As for area part of the question let us consider an ellipse having center at origin #(0,0)# with semi-major axis and semi-minor axis of lengths #a and b# along #x#-axis and #y#-axis respectively as shown in the figure above.

The equation of this ellipse is written in the standard form

#x^2 / a^2 + y^2 / b^2 = 1# .......(1)
where it is assumed that #0 " < " b " < "a#

Now the ellipse can be represented by the parametric equations

#x=acostheta andy=bsintheta#
#0≤θ≤2π#

The ellipse is symmetrical with respect to #x and y# axes, therefore, the total perimeter #p# is #4times# the perimeter of one quadrant. Considering first quadrant.

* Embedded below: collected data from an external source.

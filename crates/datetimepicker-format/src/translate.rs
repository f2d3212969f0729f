//! Format-string translation.

use std::fmt;

use crate::mapping::{FormatMapping, ICU_TO_PICKER, PICKER_TO_ICU};
use crate::segment::{FormatString, Segment};

/// Which way a format string is translated.
#[derive(Debug, Clone, Copy, PartialEq, Eq, Hash)]
pub enum Direction {
    /// Picker tokens in, ICU tokens out.
    PickerToIcu,
    /// ICU tokens in, picker tokens out.
    IcuToPicker,
}

impl Direction {
    /// The built-in mapping for this direction.
    pub fn mapping(self) -> &'static FormatMapping {
        match self {
            Self::PickerToIcu => &*PICKER_TO_ICU,
            Self::IcuToPicker => &*ICU_TO_PICKER,
        }
    }

    #[must_use]
    pub const fn reverse(self) -> Self {
        match self {
            Self::PickerToIcu => Self::IcuToPicker,
            Self::IcuToPicker => Self::PickerToIcu,
        }
    }

    /// Translates `format` in this direction.
    pub fn translate(self, format: &str) -> String {
        translate(format, self.mapping())
    }
}

impl fmt::Display for Direction {
    fn fmt(&self, f: &mut fmt::Formatter<'_>) -> fmt::Result {
        match self {
            Self::PickerToIcu => f.write_str("picker->icu"),
            Self::IcuToPicker => f.write_str("icu->picker"),
        }
    }
}

/// Translates `format` token by token through `mapping`.
///
/// Text segments found in `mapping` are replaced; unknown text and every
/// delimiter are copied unchanged, in their original positions. Never fails.
///
/// ```
/// use datetimepicker_format::{translate, PICKER_TO_ICU};
///
/// assert_eq!(translate("dd.mm.yyyy", &PICKER_TO_ICU), "dd.MM.y");
/// assert_eq!(translate("unknowntoken", &PICKER_TO_ICU), "unknowntoken");
/// assert_eq!(translate("", &PICKER_TO_ICU), "");
/// ```
pub fn translate(format: &str, mapping: &FormatMapping) -> String {
    let mut translated = String::with_capacity(format.len() + 8);
    for segment in FormatString::new(format).segments() {
        match segment {
            Segment::Text(text) => translated.push_str(mapping.get(text).unwrap_or(text)),
            Segment::Delimiter(c) => translated.push(c),
        }
    }
    tracing::trace!(input = format, output = %translated, "translated date format");
    translated
}

/// Translates a picker format into an ICU pattern.
pub fn to_icu(format: &str) -> String {
    Direction::PickerToIcu.translate(format)
}

/// Translates an ICU pattern into a picker format.
pub fn to_picker(format: &str) -> String {
    Direction::IcuToPicker.translate(format)
}

#[cfg(test)]
mod tests {
    use super::*;
    use crate::vocabulary::{ICU, PICKER};

    #[test]
    fn test_empty() {
        assert_eq!(to_icu(""), "");
        assert_eq!(to_picker(""), "");
    }

    #[test]
    fn test_unknown_token_passes_through() {
        assert_eq!(to_icu("unknowntoken"), "unknowntoken");
        assert_eq!(to_picker("at noon"), "at noon");
    }

    #[test]
    fn test_default_format_to_icu() {
        assert_eq!(to_icu("mm/dd/yyyy HH:ii"), "MM/dd/y hh:mm");
    }

    #[test]
    fn test_hyphenated_date_to_icu() {
        assert_eq!(to_icu("yyyy-mm-dd"), "y-MM-dd");
    }

    #[test]
    fn test_icu_to_picker() {
        assert_eq!(to_picker("dd/MM/y HH:mm:ss"), "dd/mm/yyyy hh:ii:ss");
        assert_eq!(to_picker("d MMMM yyyy, h:mm a"), "d MM yyyy, H:ii p");
    }

    #[test]
    fn test_positional_rebuild_does_not_touch_unmatched_text() {
        // "mm" inside "mmx" is not a segment of its own.
        assert_eq!(to_icu("mmx/mm"), "mmx/MM");
        // The same token twice is translated twice.
        assert_eq!(to_icu("d-d"), "d-d");
        assert_eq!(to_icu("M M"), "MMM MMM");
    }

    #[test]
    fn test_consecutive_delimiters_preserved() {
        assert_eq!(to_icu("dd//mm  ii"), "dd//MM  mm");
        assert_eq!(to_icu(" -ii- "), " -mm- ");
    }

    #[test]
    fn test_each_unambiguous_picker_token_round_trips() {
        for token in PICKER.tokens() {
            if *token == "P" {
                continue;
            }
            assert_eq!(to_picker(&to_icu(token)), *token, "{token}");
        }
    }

    #[test]
    fn test_ambiguous_meridian_collapses() {
        assert_eq!(to_icu("P"), "a");
        assert_eq!(to_icu("p"), "a");
        assert_eq!(to_picker("a"), "p");
    }

    #[test]
    fn test_identity_mapping_is_noop() {
        let identity = FormatMapping::identity(&ICU);
        let format = "EEEE, d MMMM y 'at' HH:mm";
        assert_eq!(translate(format, &identity), format);
    }

    #[test]
    fn test_direction() {
        assert_eq!(Direction::PickerToIcu.reverse(), Direction::IcuToPicker);
        assert_eq!(Direction::IcuToPicker.translate("MMMM"), "MM");
        assert_eq!(Direction::PickerToIcu.to_string(), "picker->icu");
    }
}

Length #dp# of an infinitesimal element of ellipse #dx# at an angle #theta# from the #x#-axis is given by

#dp=sqrt(((dx)/(d theta))^2+((dy)/(d theta))^2)#
#:.p= 4int_0^(π/2)sqrt(((dx)/(d theta))^2+((dy)/(d theta))^2)cdot d theta#
#=>p= 4int_0^(π/2)sqrt(a^2sin^2theta+b^2cos^2theta)cdot d theta#
#=>p= 4int_0^(π/2)sqrt(a^2(1-cos^2theta)+b^2cos^2theta)cdot d theta#
#=>p= 4int_0^(π/2)sqrt(a^2-(a^2-b^2)cos^2theta)cdot d theta#

Multiplying and dividing with #a# we get

#=>p= 4int_0^(π/2)asqrt(1-(1-b^2/a^2)cos^2theta)cdot d theta#

Let us define eccentricity of ellipse #epsilon-=sqrt(1-b^2/a^2)#. Substituting in expression for #p# above we get

#p= 4aint_0^(π/2)sqrt(1-epsilon^2cos^2theta)cdot d theta#

This is called an elliptic integral and unfortunately can’t be evaluated using standard functions.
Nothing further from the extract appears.